Summary
holding that the negligence of a driver did not negate a contractor's failure to safeguard an excavation site, and that "[b]ecause questions concerning what is foreseeable and what is normal may be the subject of varying inferences, as is the question of negligence itself, these issues generally are for the fact finder to resolve"
Summary of this case from Granger Constr. Co. v. G.C. Fire Prot. Sys., Inc.Opinion
Argued October 14, 1980
Decided November 20, 1980
Appeal from the Appellate Division of the Supreme Court in the Second Judicial Department, SIDNEY LEVISS, J.
Harold Lee Schwab and Steven B. Prystowsky for appellant.
Joseph J. Klem and Ernest J. Williams for Consolidated Edison Company of New York, Inc., respondent.
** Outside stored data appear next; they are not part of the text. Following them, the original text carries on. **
use chrono::{DateTime, TimeZone, Utc};
use proptest::prelude::*;
use taskwire_core::models::{Frequency, Horizon, RecurrenceRule, Task};
use taskwire_core::recurrence::expand;

fn root_at(deadline: DateTime<Utc>, rule: &RecurrenceRule) -> Task {
    Task {
        title: "Recurring".to_string(),
        deadline: Some(deadline),
        recurring: true,
        rrule_string: Some(rule.to_string()),
        ..Default::default()
    }
}

fn frequency_strategy() -> impl Strategy<Value = Frequency> {
    prop_oneof![
        Just(Frequency::Daily),
        Just(Frequency::Weekly),
        Just(Frequency::Monthly),
        Just(Frequency::Yearly),
    ]
}

proptest! {
    /// Expansion is always finite and bounded by the count horizon.
    #[test]
    fn expansion_never_exceeds_the_horizon(
        frequency in frequency_strategy(),
        horizon in 0usize..40,
        // Anchors spread over roughly 2001-2033.
        anchor_secs in 1_000_000_000i64..2_000_000_000,
    ) {
        let anchor = Utc.timestamp_opt(anchor_secs, 0).unwrap();
        let rule = RecurrenceRule::new(frequency);
        let root = root_at(anchor, &rule);

        let occurrences: Vec<_> = expand(&root, &rule, Horizon::Count(horizon))
            .unwrap()
            .collect();
        prop_assert_eq!(occurrences.len(), horizon);
    }

    /// Occurrence schedules are strictly increasing and indices contiguous
    /// from 1, regardless of clamping.
    #[test]
    fn occurrences_are_ordered_and_contiguous(
        frequency in frequency_strategy(),
        anchor_secs in 1_000_000_000i64..2_000_000_000,
    ) {
        let anchor = Utc.timestamp_opt(anchor_secs, 0).unwrap();
        let rule = RecurrenceRule::new(frequency);
        let root = root_at(anchor, &rule);

        let occurrences: Vec<_> = expand(&root, &rule, Horizon::Count(24))
            .unwrap()
            .collect();

        prop_assert_eq!(occurrences[0].scheduled_at, anchor);
        for (i, occurrence) in occurrences.iter().enumerate() {
            prop_assert_eq!(occurrence.index, i as u32 + 1);
        }
        for pair in occurrences.windows(2) {
            prop_assert!(pair[0].scheduled_at < pair[1].scheduled_at);
        }
    }

    /// An `UNTIL` bound means no occurrence is ever scheduled past it.
    #[test]
    fn until_is_a_hard_upper_bound(
        frequency in frequency_strategy(),
        anchor_secs in 1_000_000_000i64..1_500_000_000,
        span_secs in 0i64..200_000_000,
    ) {
        let anchor = Utc.timestamp_opt(anchor_secs, 0).unwrap();
        let until = Utc.timestamp_opt(anchor_secs + span_secs, 0).unwrap();
        let rule = RecurrenceRule { frequency, until: Some(until) };
        let root = root_at(anchor, &rule);

        for occurrence in expand(&root, &rule, Horizon::Count(500)).unwrap() {
            prop_assert!(occurrence.scheduled_at <= until);
        }
    }
}

#[test]
fn expansion_of_a_parsed_wire_rule_matches_the_typed_rule() {
    let rule: RecurrenceRule = "FREQ=MONTHLY;UNTIL=20260731T090000Z".parse().unwrap();
    let anchor = Utc.with_ymd_and_hms(2026, 1, 31, 9, 0, 0).unwrap();
    let root = root_at(anchor, &rule);

    let scheduled: Vec<_> = expand(&root, &rule, Horizon::Count(100))
        .unwrap()
        .map(|o| o.scheduled_at)
        .collect();

    assert_eq!(
        scheduled,
        vec![
            Utc.with_ymd_and_hms(2026, 1, 31, 9, 0, 0).unwrap(),
            Utc.with_ymd_and_hms(2026, 2, 28, 9, 0, 0).unwrap(),
            Utc.with_ymd_and_hms(2026, 3, 31, 9, 0, 0).unwrap(),
            Utc.with_ymd_and_hms(2026, 4, 30, 9, 0, 0).unwrap(),
            Utc.with_ymd_and_hms(2026, 5, 31, 9, 0, 0).unwrap(),
            Utc.with_ymd_and_hms(2026, 6, 30, 9, 0, 0).unwrap(),
            Utc.with_ymd_and_hms(2026, 7, 31, 9, 0, 0).unwrap(),
        ]
    );
}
Edwin N. Weidman and Norman E. Frowley for Harold Derdiarian and another, respondents.
The operator of a motor vehicle, who failed timely to ingest a dosage of medication, suffered an epileptic seizure and his vehicle careened into an excavation site where a gas main was being installed beneath the street surface. The automobile crashed through a single wooden horse-type barricade put in place by the contractor and struck an employee of a subcontractor, who was propelled into the air. Upon landing the employee was splattered by boiling liquid enamel from a kettle also struck by the vehicle. Principally at issue on this appeal is whether plaintiffs, the employee and his wife, failed to establish as a matter of law that the contractor's inadequate safety precautions on the work site were the proximate cause of the accident.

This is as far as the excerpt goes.